**WORK INSTRUCTION**
A complete response lists each line of the data below that includes the word "Serialize".

**INFORMATION GIVEN**
○ ○ ○ ○ ○ ○ ○

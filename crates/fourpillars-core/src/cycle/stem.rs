//! The ten heavenly stems and their element/polarity attributes.

use serde::{Deserialize, Serialize};
use std::fmt;
use std::str::FromStr;

use crate::error::CoreError;

/// The five elements, in generating-cycle order (wood → fire → earth → metal → water).
#[derive(Debug, Clone, Copy, PartialEq, Eq, Hash, Serialize, Deserialize)]
#[serde(rename_all = "lowercase")]
pub enum Element {
    Wood,
    Fire,
    Earth,
    Metal,
    Water,
}

impl Element {
    pub const ALL: [Element; 5] = [
        Element::Wood,
        Element::Fire,
        Element::Earth,
        Element::Metal,
        Element::Water,
    ];

    /// Position on the five-element ring.
    pub fn rank(self) -> usize {
        self as usize
    }

    /// CJK symbol.
    pub fn symbol(self) -> char {
        match self {
            Element::Wood => '木',
            Element::Fire => '火',
            Element::Earth => '土',
            Element::Metal => '金',
            Element::Water => '水',
        }
    }

    /// Lowercase English name.
    pub fn name(self) -> &'static str {
        match self {
            Element::Wood => "wood",
            Element::Fire => "fire",
            Element::Earth => "earth",
            Element::Metal => "metal",
            Element::Water => "water",
        }
    }
}

impl fmt::Display for Element {
    fn fmt(&self, f: &mut fmt::Formatter<'_>) -> fmt::Result {
        f.write_str(self.name())
    }
}

impl FromStr for Element {
    type Err = CoreError;

    fn from_str(s: &str) -> Result<Self, Self::Err> {
        let trimmed = s.trim();
        Element::ALL
            .into_iter()
            .find(|e| {
                trimmed.eq_ignore_ascii_case(e.name())
                    || trimmed.chars().eq(std::iter::once(e.symbol()))
            })
            .ok_or_else(|| {
                crate::error::ValidationError::invalid("element", format!("unknown element '{trimmed}'"))
                    .into()
            })
    }
}

/// Yang or yin.
#[derive(Debug, Clone, Copy, PartialEq, Eq, Hash, Serialize, Deserialize)]
#[serde(rename_all = "lowercase")]
pub enum Polarity {
    Yang,
    Yin,
}

/// One of the ten heavenly stems.
#[derive(Debug, Clone, Copy, PartialEq, Eq, Hash, PartialOrd, Ord, Serialize, Deserialize)]
pub enum Stem {
    #[serde(rename = "甲")]
    Jia,
    #[serde(rename = "乙")]
    Yi,
    #[serde(rename = "丙")]
    Bing,
    #[serde(rename = "丁")]
    Ding,
    #[serde(rename = "戊")]
    Wu,
    #[serde(rename = "己")]
    Ji,
    #[serde(rename = "庚")]
    Geng,
    #[serde(rename = "辛")]
    Xin,
    #[serde(rename = "壬")]
    Ren,
    #[serde(rename = "癸")]
    Gui,
}

const STEM_SYMBOLS: [char; 10] = ['甲', '乙', '丙', '丁', '戊', '己', '庚', '辛', '壬', '癸'];
const STEM_NAMES: [&str; 10] = [
    "jia", "yi", "bing", "ding", "wu", "ji", "geng", "xin", "ren", "gui",
];

impl Stem {
    pub const ALL: [Stem; 10] = [
        Stem::Jia,
        Stem::Yi,
        Stem::Bing,
        Stem::Ding,
        Stem::Wu,
        Stem::Ji,
        Stem::Geng,
        Stem::Xin,
        Stem::Ren,
        Stem::Gui,
    ];

    /// Index in 0..10.
    pub fn index(self) -> usize {
        self as usize
    }

    /// Stem at a cyclic position; any integer is reduced mod 10.
    pub fn from_index(index: i64) -> Stem {
        Stem::ALL[index.rem_euclid(10) as usize]
    }

    /// Step forward (or backward, for negative `steps`) around the cycle.
    pub fn offset(self, steps: i64) -> Stem {
        Stem::from_index(self.index() as i64 + steps)
    }

    pub fn element(self) -> Element {
        Element::ALL[self.index() / 2]
    }

    pub fn polarity(self) -> Polarity {
        if self.index() % 2 == 0 {
            Polarity::Yang
        } else {
            Polarity::Yin
        }
    }

    pub fn symbol(self) -> char {
        STEM_SYMBOLS[self.index()]
    }

    pub fn name(self) -> &'static str {
        STEM_NAMES[self.index()]
    }

    /// Look up a stem by its CJK symbol.
    pub fn from_symbol(symbol: char) -> Result<Stem, CoreError> {
        STEM_SYMBOLS
            .iter()
            .position(|&c| c == symbol)
            .map(|i| Stem::ALL[i])
            .ok_or_else(|| CoreError::UnknownStem(symbol.to_string()))
    }
}

impl fmt::Display for Stem {
    fn fmt(&self, f: &mut fmt::Formatter<'_>) -> fmt::Result {
        write!(f, "{}", self.symbol())
    }
}

impl FromStr for Stem {
    type Err = CoreError;

    /// Accepts the CJK symbol or the romanized name.
    fn from_str(s: &str) -> Result<Self, Self::Err> {
        let trimmed = s.trim();
        let mut chars = trimmed.chars();
        if let (Some(c), None) = (chars.next(), chars.next()) {
            if let Ok(stem) = Stem::from_symbol(c) {
                return Ok(stem);
            }
        }
        STEM_NAMES
            .iter()
            .position(|name| trimmed.eq_ignore_ascii_case(name))
            .map(|i| Stem::ALL[i])
            .ok_or_else(|| CoreError::UnknownStem(trimmed.to_string()))
    }
}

○ ○ ○ ○ ○ ○ ○

**ANSWER BOX**
use serde::{Deserialize, Serialize};
#[derive(Debug, Clone, Copy, PartialEq, Eq, Hash, Serialize, Deserialize)]
#[derive(Debug, Clone, Copy, PartialEq, Eq, Hash, Serialize, Deserialize)]
#[derive(Debug, Clone, Copy, PartialEq, Eq, Hash, PartialOrd, Ord, Serialize, Deserialize)]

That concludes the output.